The freshly produced proteins often need further processing to become fully functional and/or transported. These steps will not be considered in this review.
Few genetic technologies have been reported to increase the translation yield or the translatability of mRNA. The only commonly used technique is codon optimization in which the genetic code of a gene of interest is adapted to the presence of the tRNAs that are most used by the cell.
mRNA expression per se was found to be a poor predictor of protein levels as a low-copy, efficiently translated mRNA molecule can easily out-compete a high-copy, poorly translated mRNA. This is exemplified by the fact that the ratio of protein molecules to mRNA molecules in a cell depends on the protein concerned and this ratio varies by at least three orders of magnitude. The beginning (the 5´ end) of the mRNA is important for regulating translation because its structure affects ribosome recruitment and scanning.
Case Studies: CHO and Pichia
Most pharmaceutical proteins are produced using the mammalian cell as a production host. We set out to improve the translation process. In this example, commercially relevant proteins were used to evaluate the benefit of translation enhancement elements (TEEs).
We also used a cell system in which the composition of the gene of interest is the only variable and in which the host cells are genetically identical. In this expression system (the so called Flp-In system) the transgenic cells are made by targeted single-copy integration. Thus, either a gene was incorporated with the coding sequence in the standard genetic context (CMVpromoter-5´UTR-coding sequence-3´UTR) or in a context in which the UTR (but not the promoter or coding sequence) was altered.

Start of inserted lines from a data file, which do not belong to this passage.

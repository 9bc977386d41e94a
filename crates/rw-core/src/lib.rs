//! Canonical data types shared across the RemoteWeather ingest-and-distribution
//! pipeline: the normalised [`Reading`], bucketed rollups, subscriber
//! identity, and the meteorological formulae the Davis adapter needs.

mod error;
pub mod meteorology;
pub mod rollup;
mod subscriber;
mod types;

pub use error::ReadingError;
pub use rollup::{BucketReading, CircularMeanAccumulator, FieldAccumulator, FieldStats};
pub use subscriber::SubscriberId;
pub use types::{Reading, StationKind};
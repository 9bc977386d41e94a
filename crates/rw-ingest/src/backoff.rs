//! Bounded exponential backoff shared by every adapter's reconnect loop
//! Starts small, doubles on every failure, never exceeds a configured cap.

use std::time::Duration;

#[derive(Debug, Clone, Copy)]
pub struct Backoff {
    base: Duration,
    cap: Duration,
    current: Duration,
}

impl Backoff {
    pub fn new(base: Duration, cap: Duration) -> Self {
        Self {
            base,
            cap,
            current: base,
        }
    }

    /// Davis/Campbell network and serial reconnects: 5s base, 30s cap.
    pub fn network() -> Self {
        Self::new(Duration::from_secs(5), Duration::from_secs(30))
    }

    /// Snow-gauge gRPC reconnects: 1s base, 30s cap.
    pub fn grpc() -> Self {
        Self::new(Duration::from_secs(1), Duration::from_secs(30))
    }

    /// The delay to sleep before the *next* retry, then doubles (capped)
    /// for the retry after that.
    pub fn next_delay(&mut self) -> Duration {
        let delay = self.current;
        self.current = (self.current * 2).min(self.cap);
        delay
    }

    /// Reset to the base delay after a successful connection.
    pub fn reset(&mut self) {
        self.current = self.base;
    }
}
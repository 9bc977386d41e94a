//! Minimal `{{var}}` / `{{#if flag}}...{{/if}}` substitution for the two
//! weather-site pages.
//!
//! No templating crate appears anywhere in the corpus this workspace was
//! grown from; the only static-content precedent (`rt-ui-http`) serves
//! pre-built files verbatim. Rather than pull in an unrelated templating
//! dependency for two small pages, the substitution is hand-rolled here,
//! limited to the two placeholder forms the pages actually use.

use crate::state::AppState;

const INDEX_TEMPLATE: &str = include_str!("../../../web/index.html.tmpl");
const DASHBOARD_TEMPLATE: &str = include_str!("../../../web/dashboard.html.tmpl");

fn render_if_block(template: &str, flag_name: &str, enabled: bool) -> String {
    let open = format!("{{{{#if {flag_name}}}}}");
    let close = "{{/if}}";
    let Some(start) = template.find(&open) else {
        return template.to_string();
    };
    let Some(close_pos) = template[start..].find(close) else {
        return template.to_string();
    };
    let block_start = start + open.len();
    let block_end = start + close_pos;
    let inner = &template[block_start..block_end];

    let mut out = String::with_capacity(template.len());
    out.push_str(&template[..start]);
    if enabled {
        out.push_str(inner);
    }
    out.push_str(&template[block_end + close.len()..]);
    out
}

fn substitute(template: &str, vars: &[(&str, &str)]) -> String {
    let mut out = template.to_string();
    for (key, value) in vars {
        out = out.replace(&format!("{{{{{key}}}}}"), value);
    }
    out
}

pub fn render_index(state: &AppState) -> String {
    let vars = [
        ("title", state.weather_site.title.as_str()),
        ("pull_from_device", state.weather_site.pull_from_device.as_str()),
    ];
    substitute(INDEX_TEMPLATE, &vars)
}

pub fn render_dashboard(state: &AppState) -> String {
    let snow_enabled = state.weather_site.snow_enabled.unwrap_or(false);
    let snow_device = state.weather_site.snow_device.as_deref().unwrap_or("");

    let rendered = render_if_block(DASHBOARD_TEMPLATE, "snow_enabled", snow_enabled);
    let vars = [
        ("title", state.weather_site.title.as_str()),
        ("pull_from_device", state.weather_site.pull_from_device.as_str()),
        ("snow_device", snow_device),
    ];
    substitute(&rendered, &vars)
}

#[cfg(test)]
mod tests {
    use super::*;

    #[test]
    fn if_block_is_dropped_when_flag_is_false() {
        let tmpl = "a{{#if x}}middle{{/if}}b";
        assert_eq!(render_if_block(tmpl, "x", false), "ab");
    }

    #[test]
    fn if_block_keeps_inner_content_when_flag_is_true() {
        let tmpl = "a{{#if x}}middle{{/if}}b";
        assert_eq!(render_if_block(tmpl, "x", true), "amiddleb");
    }

    #[test]
    fn substitute_replaces_every_occurrence() {
        let tmpl = "{{title}} / {{title}}";
        assert_eq!(substitute(tmpl, &[("title", "Station")]), "Station / Station");
    }

    #[test]
    fn render_dashboard_includes_snow_block_when_enabled() {
        let state = AppState {
            storage: test_storage_handle(),
            devices: Vec::new(),
            weather_site: rw_config::WeatherSiteConfig {
                title: "Test Site".to_string(),
                pull_from_device: "vantage-1".to_string(),
                snow_enabled: Some(true),
                snow_device: Some("snow-1".to_string()),
            },
            metrics: crate::metrics::ApiMetrics::new(),
        };
        let rendered = render_dashboard(&state);
        assert!(rendered.contains("snow-1"));
    }

    #[test]
    fn render_dashboard_omits_snow_block_when_disabled() {
        let state = AppState {
            storage: test_storage_handle(),
            devices: Vec::new(),
            weather_site: rw_config::WeatherSiteConfig {
                title: "Test Site".to_string(),
                pull_from_device: "vantage-1".to_string(),
                snow_enabled: Some(false),
                snow_device: None,
            },
            metrics: crate::metrics::ApiMetrics::new(),
        };
        let rendered = render_dashboard(&state);
        assert!(!rendered.contains("/snow?station="));
    }

    fn test_storage_handle() -> std::sync::Arc<rw_storage::TimescaleEngine> {
        // `TimescaleEngine` holds only a `PgPool`, which is cheap to build
        // lazily without connecting; used here purely so `AppState` can be
        // constructed in tests that never touch the database.
        rw_storage::TimescaleEngine::lazy_for_tests()
    }
}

Using a variety of pharmaceutically relevant proteins, e.g., interleukin 4, we found that the amount of protein molecules produced per mRNA is increased by a factor of 1.7, while the yield is increased by a factor of almost 3. Since the protein stability is not altered in these experiments, this implies that the yield increase is also a result of increased mRNA concentration.

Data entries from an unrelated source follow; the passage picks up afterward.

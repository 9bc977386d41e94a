//! RemoteWeather daemon entry point: parses CLI flags (with environment
//! fallback), loads and validates configuration, then hands off to
//! `rw_supervisor::run` until a shutdown signal arrives.
//!
//! CLI surface follows the `-config`/`-config-backend`/`-debug` flags of
//! the original daemon this workspace replaces, expressed with `clap`'s
//! derive API (the other multi-binary workspace in this corpus,
//! `rusty-timer`, reaches for `clap` too, just via its builder API);
//! logging setup is `rw_obs::init`, matching `weex-daemon::main`'s
//! init-logging-first shape.

use clap::Parser;
use tokio_util::sync::CancellationToken;

#[derive(Debug, Parser)]
#[command(name = "remoteweatherd", version, about = "RemoteWeather ingest and distribution daemon")]
struct Cli {
    /// Path to the TOML configuration file.
    #[arg(long = "config", env = "REMOTEWEATHER_CONFIG")]
    config: String,

    /// Configuration backend. Only "file" is implemented; present for
    /// forward compatibility with a future remote config store.
    #[arg(long = "config-backend", default_value = "file")]
    config_backend: String,

    /// Enable verbose logging.
    #[arg(long = "debug", env = "REMOTEWEATHER_DEBUG", default_value_t = false)]
    debug: bool,
}

#[tokio::main]
async fn main() -> anyhow::Result<()> {
    let cli = Cli::parse();

    rw_obs::init("remoteweather-daemon", cli.debug);

    if cli.config_backend != "file" {
        anyhow::bail!(
            "unsupported config backend {:?}; only \"file\" is implemented",
            cli.config_backend
        );
    }

    let config = rw_config::AppConfig::load_from_path(&cli.config)?;
    tracing::info!(
        devices = config.devices.len(),
        controllers = config.controllers.len(),
        "configuration loaded"
    );

    let cancel = CancellationToken::new();
    let run_cancel = cancel.clone();
    let supervisor = tokio::spawn(async move { rw_supervisor::run(config, run_cancel).await });

    rw_supervisor::shutdown_signal().await;
    cancel.cancel();

    supervisor.await??;
    tracing::info!("remoteweather daemon stopped");
    Ok(())
}
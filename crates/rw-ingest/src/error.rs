use thiserror::Error;

/// Errors an adapter can hit. None of these propagate past the adapter's
/// own reconnect loop — they exist so the loop has something
/// concrete to log before sleeping and retrying.
#[derive(Debug, Error)]
pub enum IngestError {
    #[error("i/o error talking to station: {0}")]
    Io(#[from] std::io::Error),

    #[error("protocol error: {0}")]
    Protocol(String),

    #[error("gRPC transport error: {0}")]
    Grpc(#[from] tonic::transport::Error),

    #[error("gRPC call failed: {0}")]
    GrpcStatus(#[from] tonic::Status),

    #[error("configuration error: {0}")]
    Config(String),
}

pub type IngestResult<T> = Result<T, IngestError>;
//! Aeris forecast controller: periodically fetches a forecast for the
//! configured location and writes it to the forecast table, ready for
//! the read API's `/forecast/{span_hours}` route. Structurally identical
//! to [`crate::upstream::UpstreamController`] — own ticker, pull-based —
//! except it fetches from, rather than publishes to, the upstream.

use crate::common::Controller;
use crate::error::{ControllerError, ControllerResult};
use async_trait::async_trait;
use reqwest::Client;
use rw_config::AerisConfig;
use rw_storage::TimescaleEngine;
use std::sync::Arc;
use std::time::Duration;

const AERIS_ENDPOINT: &str = "https://api.aerisapi.com/forecasts";
const HTTP_TIMEOUT: Duration = Duration::from_secs(5);
/// Aeris' standard forecast span per request.
const SPAN_HOURS: i32 = 72;

pub struct AerisController {
    config: AerisConfig,
    storage: Arc<TimescaleEngine>,
    client: Client,
}

impl AerisController {
    pub fn new(config: AerisConfig, storage: Arc<TimescaleEngine>) -> Self {
        let client = Client::builder()
            .timeout(HTTP_TIMEOUT)
            .build()
            .expect("reqwest client builder with only a timeout cannot fail");
        Self { config, storage, client }
    }
}

#[async_trait]
impl Controller for AerisController {
    fn name(&self) -> &str {
        "aeris"
    }

    async fn tick(&self) -> ControllerResult<()> {
        let url = format!("{AERIS_ENDPOINT}/{}", self.config.location);
        let response = self
            .client
            .get(&url)
            .query(&[
                ("client_id", self.config.client_id.as_str()),
                ("client_secret", self.config.client_secret.as_str()),
            ])
            .send()
            .await?;

        let status = response.status();
        if !status.is_success() {
            return Err(ControllerError::UpstreamRejected(format!(
                "aeris forecast request for {} returned status {status}",
                self.config.location
            )));
        }

        let payload: serde_json::Value = response.json().await?;
        if payload.get("success").and_then(|v| v.as_bool()) == Some(false) {
            return Err(ControllerError::UpstreamRejected(format!(
                "aeris rejected forecast request for {}: {payload}",
                self.config.location
            )));
        }

        self.storage.write_forecast(&self.config.location, SPAN_HOURS, &payload).await?;
        tracing::debug!(location = %self.config.location, "aeris forecast refreshed");
        Ok(())
    }
}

Most likely this concentration increase is caused by higher stability. This implies a better usage of generated mRNA by the altered regulating sequence (Figures 1A and 1B). ProteoNic’s UNic-MTee™ system was also successful in a client setting—picked stable clones that contained UNic-MTee showed an over twofold increase in IgG production (Figure 1C).
In Pichia we applied the commonly used Invitrogen pPIC9K-GS115 expression system (Life Technologies). The vector was constructed to express human interleukin 8 (hIL-8). Next, we replaced the AOX-UTR from this reference construct, which is located between the AOX promoter and the alpha mating factor signal sequence, by either UNic-YTee 1 or UNic-YTee 2.

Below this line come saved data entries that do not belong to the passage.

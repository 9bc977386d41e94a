//! The read API: a small axum service exposing the latest reading,
//! historical spans, snow depth, and cached forecasts, plus the embedded
//! weather-site pages.
//!
//! Router assembly follows `weewx-cli::build_app`'s shape (a `Router`
//! built once around a shared `Arc<AppState>`); TLS binding follows
//! `axum-server`'s rustls integration, the only TLS-for-axum precedent in
//! the corpus, mirrored from the gRPC engine's cert/key-path convention.

mod assets;
mod error;
mod metrics;
mod routes;
mod state;
mod templates;

pub use error::ApiError;
pub use metrics::ApiMetrics;
pub use state::AppState;

use std::net::SocketAddr;
use std::sync::Arc;

use axum::extract::{MatchedPath, Request, State};
use axum::http::header;
use axum::middleware::{self, Next};
use axum::response::{Html, IntoResponse, Response};
use axum::routing::get;
use axum::Router;
use rw_config::RestControllerConfig;
use rw_storage::StorageError;
use tokio_util::sync::CancellationToken;
use tower_http::cors::CorsLayer;
use tower_http::trace::TraceLayer;

pub fn build_app(state: Arc<AppState>) -> Router {
    Router::new()
        .route("/healthz", get(routes::healthz))
        .route("/readyz", get(routes::readyz))
        .route("/metrics", get(metrics_endpoint))
        .route("/latest", get(routes::latest))
        .route("/span/:duration", get(routes::span))
        .route("/snow", get(routes::snow))
        .route("/forecast/:span_hours", get(routes::forecast))
        .route("/", get(index_page))
        .route("/dashboard", get(dashboard_page))
        .route("/static/*path", get(assets::serve_static))
        .route_layer(middleware::from_fn_with_state(Arc::clone(&state), count_request))
        .layer(CorsLayer::permissive())
        .layer(TraceLayer::new_for_http())
        .with_state(state)
}

/// Records one request against `remoteweather_http_requests_total`, labeled
/// by the route's path pattern (not the raw URI, which would blow up
/// cardinality with one label per station/duration/location) so every
/// other route's counter still benefits from the same middleware.
async fn count_request(State(state): State<Arc<AppState>>, req: Request, next: Next) -> Response {
    let path = req
        .extensions()
        .get::<MatchedPath>()
        .map(|p| p.as_str().to_string())
        .unwrap_or_else(|| req.uri().path().to_string());
    let method = req.method().to_string();
    let response = next.run(req).await;
    state.metrics.record_request(&path, &method, response.status().as_u16());
    response
}

async fn metrics_endpoint(State(state): State<Arc<AppState>>) -> impl IntoResponse {
    let (content_type, body) = state.metrics.encode();
    ([(header::CONTENT_TYPE, content_type)], body)
}

async fn index_page(axum::extract::State(state): axum::extract::State<Arc<AppState>>) -> Html<String> {
    Html(templates::render_index(&state))
}

async fn dashboard_page(
    axum::extract::State(state): axum::extract::State<Arc<AppState>>,
) -> Html<String> {
    Html(templates::render_dashboard(&state))
}

/// Binds and serves the read API, applying TLS when both a cert and key
/// path are configured. Runs until `cancel` fires.
pub async fn serve(
    config: &RestControllerConfig,
    state: Arc<AppState>,
    cancel: CancellationToken,
) -> Result<(), StorageError> {
    let addr: SocketAddr = format!("{}:{}", config.listen, config.port)
        .parse()
        .map_err(|e| StorageError::Config(format!("invalid rest listen address: {e}")))?;
    let app = build_app(state);

    tracing::info!(%addr, tls = config.tls.is_some(), "read API listening");

    match &config.tls {
        Some(tls) => {
            let rustls_config =
                axum_server::tls_rustls::RustlsConfig::from_pem_file(&tls.cert_path, &tls.key_path)
                    .await
                    .map_err(|e| StorageError::Config(format!("invalid TLS cert/key: {e}")))?;
            let handle = axum_server::Handle::new();
            let shutdown_handle = handle.clone();
            tokio::spawn(async move {
                cancel.cancelled().await;
                shutdown_handle.graceful_shutdown(None);
            });
            axum_server::bind_rustls(addr, rustls_config)
                .handle(handle)
                .serve(app.into_make_service())
                .await
                .map_err(|e| StorageError::Io(e))?;
        }
        None => {
            let handle = axum_server::Handle::new();
            let shutdown_handle = handle.clone();
            tokio::spawn(async move {
                cancel.cancelled().await;
                shutdown_handle.graceful_shutdown(None);
            });
            axum_server::bind(addr)
                .handle(handle)
                .serve(app.into_make_service())
                .await
                .map_err(|e| StorageError::Io(e))?;
        }
    }

    Ok(())
}

#[cfg(test)]
mod tests {
    use super::*;
    use axum::body::Body;
    use axum::http::{Request, StatusCode};
    use rw_config::WeatherSiteConfig;
    use tower::ServiceExt;

    fn test_state() -> Arc<AppState> {
        Arc::new(AppState {
            storage: rw_storage::TimescaleEngine::lazy_for_tests(),
            devices: Vec::new(),
            weather_site: WeatherSiteConfig {
                title: "Test Site".to_string(),
                pull_from_device: "vantage-1".to_string(),
                snow_enabled: Some(false),
                snow_device: None,
            },
            metrics: ApiMetrics::new(),
        })
    }

    #[tokio::test]
    async fn healthz_returns_200() {
        let app = build_app(test_state());
        let res = app
            .oneshot(Request::builder().uri("/healthz").body(Body::empty()).unwrap())
            .await
            .unwrap();
        assert_eq!(res.status(), StatusCode::OK);
    }

    #[tokio::test]
    async fn index_page_embeds_configured_title() {
        let app = build_app(test_state());
        let res = app
            .oneshot(Request::builder().uri("/").body(Body::empty()).unwrap())
            .await
            .unwrap();
        assert_eq!(res.status(), StatusCode::OK);
        let body = axum::body::to_bytes(res.into_body(), usize::MAX).await.unwrap();
        let text = String::from_utf8(body.to_vec()).unwrap();
        assert!(text.contains("Test Site"));
    }

    #[tokio::test]
    async fn metrics_endpoint_reports_requests_made_through_the_router() {
        let app = build_app(test_state());
        let _ = app
            .clone()
            .oneshot(Request::builder().uri("/healthz").body(Body::empty()).unwrap())
            .await
            .unwrap();
        let res = app
            .oneshot(Request::builder().uri("/metrics").body(Body::empty()).unwrap())
            .await
            .unwrap();
        assert_eq!(res.status(), StatusCode::OK);
        let body = axum::body::to_bytes(res.into_body(), usize::MAX).await.unwrap();
        let text = String::from_utf8(body.to_vec()).unwrap();
        assert!(text.contains("remoteweather_http_requests_total"));
        assert!(text.contains("/healthz"));
    }

    #[tokio::test]
    async fn static_css_is_served() {
        let app = build_app(test_state());
        let res = app
            .oneshot(
                Request::builder()
                    .uri("/static/style.css")
                    .body(Body::empty())
                    .unwrap(),
            )
            .await
            .unwrap();
        assert_eq!(res.status(), StatusCode::OK);
    }
}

After transformation 11 random clones of each construct were analyzed for yield. Both UNic-YTee 1 and UNic-YTee 2 result in more transformants that have an increased interleukin production. The yield increase is a factor of 5 to 7, both in 25 mL shake flask (Figure 2A) and 0.5 L bioreactor (Figure 2B) conditions.
The track record of CHO cells in the production of pharmaceutical proteins ensures its use in cell-line generation programs for many years to come. Significant improvements in cell-line generation and culture technology have resulted in acceptable production levels routinely.